PROBLEM REQUIREMENTS —
Using the records provided below, locate and copy each line that contains the word "impl".

EXERCISE INPUTS START

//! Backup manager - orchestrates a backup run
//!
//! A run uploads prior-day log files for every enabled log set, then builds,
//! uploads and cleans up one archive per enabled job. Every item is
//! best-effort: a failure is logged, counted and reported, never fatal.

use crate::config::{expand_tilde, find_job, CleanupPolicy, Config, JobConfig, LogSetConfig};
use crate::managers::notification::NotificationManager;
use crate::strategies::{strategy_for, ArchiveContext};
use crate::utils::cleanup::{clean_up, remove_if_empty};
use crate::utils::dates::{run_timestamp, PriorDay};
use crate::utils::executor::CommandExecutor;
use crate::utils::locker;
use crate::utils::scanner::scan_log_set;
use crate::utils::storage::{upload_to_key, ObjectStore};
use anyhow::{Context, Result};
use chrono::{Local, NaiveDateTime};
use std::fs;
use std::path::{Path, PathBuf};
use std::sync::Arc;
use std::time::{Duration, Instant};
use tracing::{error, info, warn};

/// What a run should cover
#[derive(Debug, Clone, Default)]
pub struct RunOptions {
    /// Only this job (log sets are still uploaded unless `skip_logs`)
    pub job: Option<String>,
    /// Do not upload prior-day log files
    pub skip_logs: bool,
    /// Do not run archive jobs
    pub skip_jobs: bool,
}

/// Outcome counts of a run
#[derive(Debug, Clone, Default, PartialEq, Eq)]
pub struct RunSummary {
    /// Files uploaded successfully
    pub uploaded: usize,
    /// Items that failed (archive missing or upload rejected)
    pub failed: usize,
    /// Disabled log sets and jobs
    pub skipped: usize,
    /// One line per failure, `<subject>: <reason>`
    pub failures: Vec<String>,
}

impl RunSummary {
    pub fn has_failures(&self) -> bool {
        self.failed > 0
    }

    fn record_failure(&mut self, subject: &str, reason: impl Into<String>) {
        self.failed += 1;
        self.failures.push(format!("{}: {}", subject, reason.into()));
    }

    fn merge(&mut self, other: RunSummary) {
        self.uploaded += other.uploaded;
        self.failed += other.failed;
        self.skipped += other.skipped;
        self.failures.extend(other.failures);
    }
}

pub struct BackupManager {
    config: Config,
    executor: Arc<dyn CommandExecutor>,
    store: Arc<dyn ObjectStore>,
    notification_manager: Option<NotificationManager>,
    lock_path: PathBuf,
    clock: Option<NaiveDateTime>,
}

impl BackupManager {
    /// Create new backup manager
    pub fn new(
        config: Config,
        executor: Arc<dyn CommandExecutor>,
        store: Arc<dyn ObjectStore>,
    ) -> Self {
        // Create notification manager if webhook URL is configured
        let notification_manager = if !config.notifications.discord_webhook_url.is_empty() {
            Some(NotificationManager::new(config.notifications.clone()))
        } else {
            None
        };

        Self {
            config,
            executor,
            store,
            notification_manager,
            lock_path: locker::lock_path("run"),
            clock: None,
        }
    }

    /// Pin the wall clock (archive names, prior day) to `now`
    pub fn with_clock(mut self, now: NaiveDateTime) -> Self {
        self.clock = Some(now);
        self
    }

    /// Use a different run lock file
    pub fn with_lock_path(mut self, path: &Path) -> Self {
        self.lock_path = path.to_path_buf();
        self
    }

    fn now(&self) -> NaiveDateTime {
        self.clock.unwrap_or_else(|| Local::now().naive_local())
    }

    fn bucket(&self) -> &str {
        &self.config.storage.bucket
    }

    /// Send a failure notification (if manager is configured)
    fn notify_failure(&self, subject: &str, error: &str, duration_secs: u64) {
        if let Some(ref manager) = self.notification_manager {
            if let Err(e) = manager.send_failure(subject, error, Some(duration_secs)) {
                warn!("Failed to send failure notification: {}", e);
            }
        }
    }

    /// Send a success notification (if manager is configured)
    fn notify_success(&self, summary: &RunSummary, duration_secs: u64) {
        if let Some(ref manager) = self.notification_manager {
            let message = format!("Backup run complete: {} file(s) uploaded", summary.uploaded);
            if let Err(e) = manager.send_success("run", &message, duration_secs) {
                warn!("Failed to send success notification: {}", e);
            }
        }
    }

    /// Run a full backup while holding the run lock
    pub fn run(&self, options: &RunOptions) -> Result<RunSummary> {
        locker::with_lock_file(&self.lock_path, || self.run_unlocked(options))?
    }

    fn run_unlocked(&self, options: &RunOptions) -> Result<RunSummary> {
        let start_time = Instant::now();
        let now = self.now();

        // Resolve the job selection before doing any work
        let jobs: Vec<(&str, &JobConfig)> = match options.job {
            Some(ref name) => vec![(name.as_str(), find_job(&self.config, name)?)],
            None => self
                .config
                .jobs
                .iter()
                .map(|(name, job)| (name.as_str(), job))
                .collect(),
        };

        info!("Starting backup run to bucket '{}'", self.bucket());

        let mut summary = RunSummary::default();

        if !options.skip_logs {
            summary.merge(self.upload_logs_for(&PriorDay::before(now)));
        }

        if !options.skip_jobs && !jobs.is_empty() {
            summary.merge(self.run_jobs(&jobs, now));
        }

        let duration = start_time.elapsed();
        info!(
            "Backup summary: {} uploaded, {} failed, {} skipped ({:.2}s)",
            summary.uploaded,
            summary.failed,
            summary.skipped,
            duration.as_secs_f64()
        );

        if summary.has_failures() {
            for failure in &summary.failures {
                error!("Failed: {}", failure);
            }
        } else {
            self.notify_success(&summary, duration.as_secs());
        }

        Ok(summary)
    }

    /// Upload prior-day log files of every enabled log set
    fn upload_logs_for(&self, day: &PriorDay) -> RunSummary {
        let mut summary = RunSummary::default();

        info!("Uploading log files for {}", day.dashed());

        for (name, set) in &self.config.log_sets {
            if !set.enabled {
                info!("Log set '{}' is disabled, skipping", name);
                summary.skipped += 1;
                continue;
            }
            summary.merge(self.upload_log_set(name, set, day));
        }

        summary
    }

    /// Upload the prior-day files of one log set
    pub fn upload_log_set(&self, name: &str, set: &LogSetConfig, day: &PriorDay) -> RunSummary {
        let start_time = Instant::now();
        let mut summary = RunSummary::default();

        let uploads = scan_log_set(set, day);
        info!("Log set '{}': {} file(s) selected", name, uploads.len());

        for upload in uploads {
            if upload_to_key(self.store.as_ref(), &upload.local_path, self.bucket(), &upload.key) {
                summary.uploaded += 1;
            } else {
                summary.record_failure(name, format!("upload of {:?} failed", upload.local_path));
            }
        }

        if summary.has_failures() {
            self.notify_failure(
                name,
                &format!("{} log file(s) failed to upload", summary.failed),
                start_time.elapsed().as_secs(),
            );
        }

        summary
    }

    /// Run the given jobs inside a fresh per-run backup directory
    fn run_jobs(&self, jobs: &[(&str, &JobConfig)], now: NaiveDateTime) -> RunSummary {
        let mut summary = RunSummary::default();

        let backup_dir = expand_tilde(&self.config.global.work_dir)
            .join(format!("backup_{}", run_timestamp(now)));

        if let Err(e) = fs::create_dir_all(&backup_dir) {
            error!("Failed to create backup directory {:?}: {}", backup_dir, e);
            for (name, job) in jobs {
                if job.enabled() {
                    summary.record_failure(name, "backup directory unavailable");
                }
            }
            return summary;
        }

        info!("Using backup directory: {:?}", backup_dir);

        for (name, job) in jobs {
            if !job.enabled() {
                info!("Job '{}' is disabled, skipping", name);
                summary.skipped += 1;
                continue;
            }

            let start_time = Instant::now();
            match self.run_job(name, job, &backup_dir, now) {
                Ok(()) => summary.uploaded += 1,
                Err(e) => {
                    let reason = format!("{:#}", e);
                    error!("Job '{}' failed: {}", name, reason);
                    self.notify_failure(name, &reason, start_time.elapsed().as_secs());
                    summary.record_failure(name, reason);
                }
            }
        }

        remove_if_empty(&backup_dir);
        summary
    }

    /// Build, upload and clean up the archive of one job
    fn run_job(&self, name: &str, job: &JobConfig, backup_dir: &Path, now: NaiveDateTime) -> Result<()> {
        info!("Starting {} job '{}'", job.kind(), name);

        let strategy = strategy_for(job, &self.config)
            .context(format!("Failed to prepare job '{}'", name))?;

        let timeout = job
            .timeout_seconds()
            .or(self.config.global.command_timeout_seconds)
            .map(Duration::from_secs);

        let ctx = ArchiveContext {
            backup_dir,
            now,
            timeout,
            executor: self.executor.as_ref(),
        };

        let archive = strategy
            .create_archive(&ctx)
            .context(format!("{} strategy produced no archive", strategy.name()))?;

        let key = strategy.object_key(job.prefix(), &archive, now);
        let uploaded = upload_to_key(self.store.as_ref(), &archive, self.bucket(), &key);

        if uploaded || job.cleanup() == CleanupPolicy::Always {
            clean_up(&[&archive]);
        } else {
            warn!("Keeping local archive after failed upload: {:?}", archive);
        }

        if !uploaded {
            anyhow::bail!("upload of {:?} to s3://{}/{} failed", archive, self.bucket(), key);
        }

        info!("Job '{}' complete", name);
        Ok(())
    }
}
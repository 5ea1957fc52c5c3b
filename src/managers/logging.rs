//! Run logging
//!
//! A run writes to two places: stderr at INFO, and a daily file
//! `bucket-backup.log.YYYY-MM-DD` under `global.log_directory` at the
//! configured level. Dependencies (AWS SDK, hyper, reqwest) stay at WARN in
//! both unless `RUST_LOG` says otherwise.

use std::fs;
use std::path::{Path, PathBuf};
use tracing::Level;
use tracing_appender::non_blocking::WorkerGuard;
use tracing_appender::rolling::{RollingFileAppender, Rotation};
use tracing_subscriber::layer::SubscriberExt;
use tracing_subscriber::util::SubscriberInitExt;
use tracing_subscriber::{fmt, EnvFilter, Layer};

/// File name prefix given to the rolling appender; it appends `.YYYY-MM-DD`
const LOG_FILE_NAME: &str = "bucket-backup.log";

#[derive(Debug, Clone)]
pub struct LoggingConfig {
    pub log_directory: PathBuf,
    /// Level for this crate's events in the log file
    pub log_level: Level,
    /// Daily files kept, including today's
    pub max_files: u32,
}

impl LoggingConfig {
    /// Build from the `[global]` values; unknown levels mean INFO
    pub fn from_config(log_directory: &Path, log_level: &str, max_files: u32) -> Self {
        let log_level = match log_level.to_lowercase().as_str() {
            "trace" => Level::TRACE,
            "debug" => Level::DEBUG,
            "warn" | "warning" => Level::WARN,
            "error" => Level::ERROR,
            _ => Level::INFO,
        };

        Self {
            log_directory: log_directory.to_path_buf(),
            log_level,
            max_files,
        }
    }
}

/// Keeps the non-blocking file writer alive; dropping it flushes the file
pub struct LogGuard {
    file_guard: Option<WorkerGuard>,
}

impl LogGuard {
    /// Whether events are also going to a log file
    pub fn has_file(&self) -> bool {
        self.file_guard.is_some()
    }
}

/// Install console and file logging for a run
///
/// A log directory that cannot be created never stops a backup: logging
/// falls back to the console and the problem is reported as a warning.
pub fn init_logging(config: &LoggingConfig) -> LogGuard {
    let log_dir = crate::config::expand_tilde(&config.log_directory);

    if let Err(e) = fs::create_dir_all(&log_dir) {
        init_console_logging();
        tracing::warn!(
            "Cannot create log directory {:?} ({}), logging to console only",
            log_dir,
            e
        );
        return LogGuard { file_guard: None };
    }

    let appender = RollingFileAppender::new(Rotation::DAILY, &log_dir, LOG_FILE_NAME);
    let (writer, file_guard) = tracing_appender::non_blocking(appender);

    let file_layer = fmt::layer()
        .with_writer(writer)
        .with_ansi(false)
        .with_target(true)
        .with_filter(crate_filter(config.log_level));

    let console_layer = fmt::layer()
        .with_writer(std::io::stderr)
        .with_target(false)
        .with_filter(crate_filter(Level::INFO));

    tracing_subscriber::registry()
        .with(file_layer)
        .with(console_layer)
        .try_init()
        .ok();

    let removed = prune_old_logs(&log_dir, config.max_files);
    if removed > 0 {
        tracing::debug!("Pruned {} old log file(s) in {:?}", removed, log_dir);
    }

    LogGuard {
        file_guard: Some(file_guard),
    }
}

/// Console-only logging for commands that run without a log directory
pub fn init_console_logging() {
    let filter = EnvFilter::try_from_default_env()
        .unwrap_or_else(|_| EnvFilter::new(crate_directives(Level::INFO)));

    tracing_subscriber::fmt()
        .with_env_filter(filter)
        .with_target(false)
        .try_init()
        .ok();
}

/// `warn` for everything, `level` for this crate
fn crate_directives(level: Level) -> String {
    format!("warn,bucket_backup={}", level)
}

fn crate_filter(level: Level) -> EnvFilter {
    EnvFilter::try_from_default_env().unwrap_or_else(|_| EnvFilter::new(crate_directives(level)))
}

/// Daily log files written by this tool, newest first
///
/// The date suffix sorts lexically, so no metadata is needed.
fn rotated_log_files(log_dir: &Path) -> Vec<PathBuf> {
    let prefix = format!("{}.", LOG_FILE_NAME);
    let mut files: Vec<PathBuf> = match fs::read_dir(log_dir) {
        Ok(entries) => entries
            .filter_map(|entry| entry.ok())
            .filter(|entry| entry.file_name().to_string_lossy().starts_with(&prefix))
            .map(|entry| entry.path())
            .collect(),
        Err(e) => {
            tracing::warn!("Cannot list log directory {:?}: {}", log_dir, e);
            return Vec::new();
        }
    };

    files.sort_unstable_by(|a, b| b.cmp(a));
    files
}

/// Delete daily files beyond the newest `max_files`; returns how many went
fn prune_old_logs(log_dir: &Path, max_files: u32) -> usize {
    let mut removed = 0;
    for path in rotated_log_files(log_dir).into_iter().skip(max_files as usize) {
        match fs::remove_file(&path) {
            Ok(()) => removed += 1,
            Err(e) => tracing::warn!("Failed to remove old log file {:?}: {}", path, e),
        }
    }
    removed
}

EXERCISE INPUTS END

ANSWER SPACE —
impl RunSummary {
    fn record_failure(&mut self, subject: &str, reason: impl Into<String>) {
impl BackupManager {
impl LoggingConfig {
impl LogGuard {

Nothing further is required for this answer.